Task details: Below are records; count the lines that contain "derive" and state only that count.

Source material:
########################################

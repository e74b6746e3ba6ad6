//! Thin runner-invocation surface.
//!
//! File/module discovery and reflective collection are explicitly out of
//! scope: there's no mechanical way to scan an arbitrary Rust source tree
//! for property-tree values the way a dynamic language's module
//! introspection can. What's here is the part that *is* in scope: a
//! minimal argument surface and the `Candidate` interface a real collector
//! (built against this engine, but living outside it) would implement to
//! hand properties to [`protest::test_runner::TestRunner`].

use anyhow::Result;
use clap::Parser;
use colored::Colorize;
use protest::rng::PrngHandle;
use protest::quantifier::PropertyNode;
use protest::test_runner::{RunSummary, TestRunner};
use protest::value::Env;
use std::path::PathBuf;

#[derive(Parser)]
#[command(name = "protest")]
#[command(about = "Run Protest properties discovered by a Candidate collector", long_about = None)]
#[command(version)]
struct Cli {
    /// Files or directories to search for properties. Collection itself is
    /// left to a `Candidate` implementation; this binary only reports what
    /// it's handed.
    paths: Vec<PathBuf>,

    /// Seed to replay with (random if omitted).
    #[arg(long)]
    seed: Option<u64>,

    /// Print per-property progress in addition to the final summary.
    #[arg(short, long)]
    verbose: bool,
}

/// A source a collector recognises as holding one named property.
///
/// `protest-cli` has no file/module discovery of its own; this trait is the
/// seam an embedding collector implements, e.g. by registering properties
/// through `inventory` or a build-time macro, neither of which this crate
/// assumes.
pub trait Candidate {
    /// Whether this candidate wants to run a discovered item at `path`.
    fn wants_to_run_file(&self, path: &std::path::Path) -> bool;

    /// Builds and returns the property tree root for this candidate.
    fn build(&self) -> std::rc::Rc<dyn PropertyNode>;

    /// Display name used in per-property reporting.
    fn name(&self) -> &str;
}

/// Runs every candidate `collector` recognises under `paths`, printing a
/// per-property verdict (when `verbose`) and a final [`RunSummary`].
/// Returns the process exit code: non-zero if any counterexample or
/// predicate error was found.
pub fn run_candidates(
    collector: &[Box<dyn Candidate>],
    paths: &[PathBuf],
    seed: u64,
    verbose: bool,
) -> (RunSummary, i32) {
    let mut summary = RunSummary::default();
    for candidate in collector {
        let recognised = paths.is_empty()
            || paths
                .iter()
                .any(|p| candidate.wants_to_run_file(p));
        if !recognised {
            continue;
        }
        let root = candidate.build();
        let rng = PrngHandle::new(seed);
        let result = TestRunner::run(&*root, &Env::new(), &rng);
        if verbose {
            if result.passed() {
                println!("{} {}", candidate.name().bold(), "PASSED".green());
            } else {
                println!("{} {}", candidate.name().bold(), "FAILED".red());
            }
        }
        summary.record(&result);
    }
    let exit_code = if summary.all_passed() { 0 } else { 1 };
    (summary, exit_code)
}

fn main() -> Result<()> {
    let cli = Cli::parse();
    let seed = cli.seed.unwrap_or_else(|| PrngHandle::from_entropy().get_seed());

    // No collector is wired up by default: this binary alone cannot find
    // properties in arbitrary source files (see the module doc comment).
    // An embedding project supplies its own `Vec<Box<dyn Candidate>>`.
    let collector: Vec<Box<dyn Candidate>> = Vec::new();

    let (summary, exit_code) = run_candidates(&collector, &cli.paths, seed, cli.verbose);
    TestRunner::print_summary(&summary);
    println!("protest: seed {} (pass --seed {} to replay)", seed, seed);

    std::process::exit(exit_code);
}
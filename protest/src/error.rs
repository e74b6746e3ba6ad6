//! Error taxonomy for domain construction, predicate evaluation, and the
//! quantifier tree.
//!
//! Three distinct kinds: "configuration error" (raised at construction),
//! "predicate exception" (wrapped and surfaced as a first-class outcome,
//! never a panic), and "fatal evaluation error" (shadowing, escaped
//! recursion-depth signal).

use std::fmt;

/// Raised at domain or quantifier-node construction time: invalid bounds,
/// unknown character coding, `Exists` over a non-`Predicate` child or a
/// non-exhaustible domain, a `DomainExpr` with zero bound variables, a
/// decorator binding zero or more than one variable.
#[derive(Debug, Clone, PartialEq, Eq)]
pub enum ConfigError {
    InvalidLengthBounds { min_len: usize, max_len: usize },
    /// `Name`'s minimum length must be at least one — identifiers cannot be
    /// empty ("no identifier names with fewer than one character").
    NameMinLenTooSmall { min_len: usize },
    UnknownCharCoding { coding: String },
    ExistsOverNonPredicate,
    ExistsOverNonExhaustibleDomain,
    DomainExprWithNoBoundVars,
    WrongBindingCount { count: usize },
    IsExhaustibleHintConflict,
    /// `TestConfig` validation: iteration/depth knobs must be positive.
    InvalidIterations(usize),
    InvalidMaxDepth(usize),
}

impl fmt::Display for ConfigError {
    fn fmt(&self, f: &mut fmt::Formatter<'_>) -> fmt::Result {
        match self {
            ConfigError::InvalidLengthBounds { min_len, max_len } => write!(
                f,
                "invalid length bounds: min_len ({}) must be <= max_len ({})",
                min_len, max_len
            ),
            ConfigError::NameMinLenTooSmall { min_len } => write!(
                f,
                "no identifier names with fewer than one character (min_len = {})",
                min_len
            ),
            ConfigError::UnknownCharCoding { coding } => {
                write!(f, "unknown character coding: {:?}", coding)
            }
            ConfigError::ExistsOverNonPredicate => {
                write!(f, "Exists can only quantify directly over a Predicate")
            }
            ConfigError::ExistsOverNonExhaustibleDomain => {
                write!(f, "Exists requires an exhaustible domain")
            }
            ConfigError::DomainExprWithNoBoundVars => {
                write!(f, "DomainExpr must bind at least one free variable")
            }
            ConfigError::WrongBindingCount { count } => write!(
                f,
                "quantifier decorator must bind exactly one variable, got {}",
                count
            ),
            ConfigError::IsExhaustibleHintConflict => write!(
                f,
                "explicit is_exhaustible hint conflicts with the domain's own flag"
            ),
            ConfigError::InvalidIterations(n) => {
                write!(f, "invalid iterations count: {} (must be > 0)", n)
            }
            ConfigError::InvalidMaxDepth(n) => {
                write!(f, "invalid recursion max_depth: {} (must be > 0)", n)
            }
        }
    }
}

impl std::error::Error for ConfigError {}

/// An exception thrown by a predicate during evaluation (spec's
/// `PredicateError(exc, env)`). The env is attached by the quantifier node
/// that caught it, not by the predicate itself.
#[derive(Debug, Clone)]
pub struct PredicateError {
    pub message: String,
}

impl PredicateError {
    pub fn new(message: impl Into<String>) -> Self {
        Self {
            message: message.into(),
        }
    }
}

impl fmt::Display for PredicateError {
    fn fmt(&self, f: &mut fmt::Formatter<'_>) -> fmt::Result {
        write!(f, "{}", self.message)
    }
}

impl std::error::Error for PredicateError {}

/// Fatal faults raised during property-tree evaluation that are not part of
/// the predicate/counterexample vocabulary: a shadowed variable, or a
/// recursion-depth signal that escaped every `Union` alternative.
#[derive(Debug, Clone, PartialEq, Eq)]
pub enum EvalError {
    ShadowedVariable { name: String },
    RecursionDepthExceeded,
    /// An `Exists` bound to a `DomainExpr` reduced, at evaluation time, to a
    /// domain that isn't exhaustible. A `Fixed` binding is caught earlier as
    /// `ConfigError::ExistsOverNonExhaustibleDomain`; a dependent one can
    /// only be checked once its free variables are resolved against `Env`.
    ExistsOverNonExhaustibleDomain { var: String },
}

impl fmt::Display for EvalError {
    fn fmt(&self, f: &mut fmt::Formatter<'_>) -> fmt::Result {
        match self {
            EvalError::ShadowedVariable { name } => {
                write!(f, "variable `{}` is already bound in this environment", name)
            }
            EvalError::RecursionDepthExceeded => write!(
                f,
                "recursion depth exceeded and no union alternative could absorb it"
            ),
            EvalError::ExistsOverNonExhaustibleDomain { var } => write!(
                f,
                "Exists over `{}` reduced to a non-exhaustible domain",
                var
            ),
        }
    }
}

impl std::error::Error for EvalError {}

#[cfg(test)]
mod tests {
    use super::*;

    #[test]
    fn config_error_display_mentions_field_values() {
        let e = ConfigError::NameMinLenTooSmall { min_len: 0 };
        assert!(format!("{}", e).contains("fewer than one character"));
    }

    #[test]
    fn eval_error_display_names_the_variable() {
        let e = EvalError::ShadowedVariable { name: "x".into() };
        assert!(format!("{}", e).contains("x"));
    }
}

########################################

Response: 4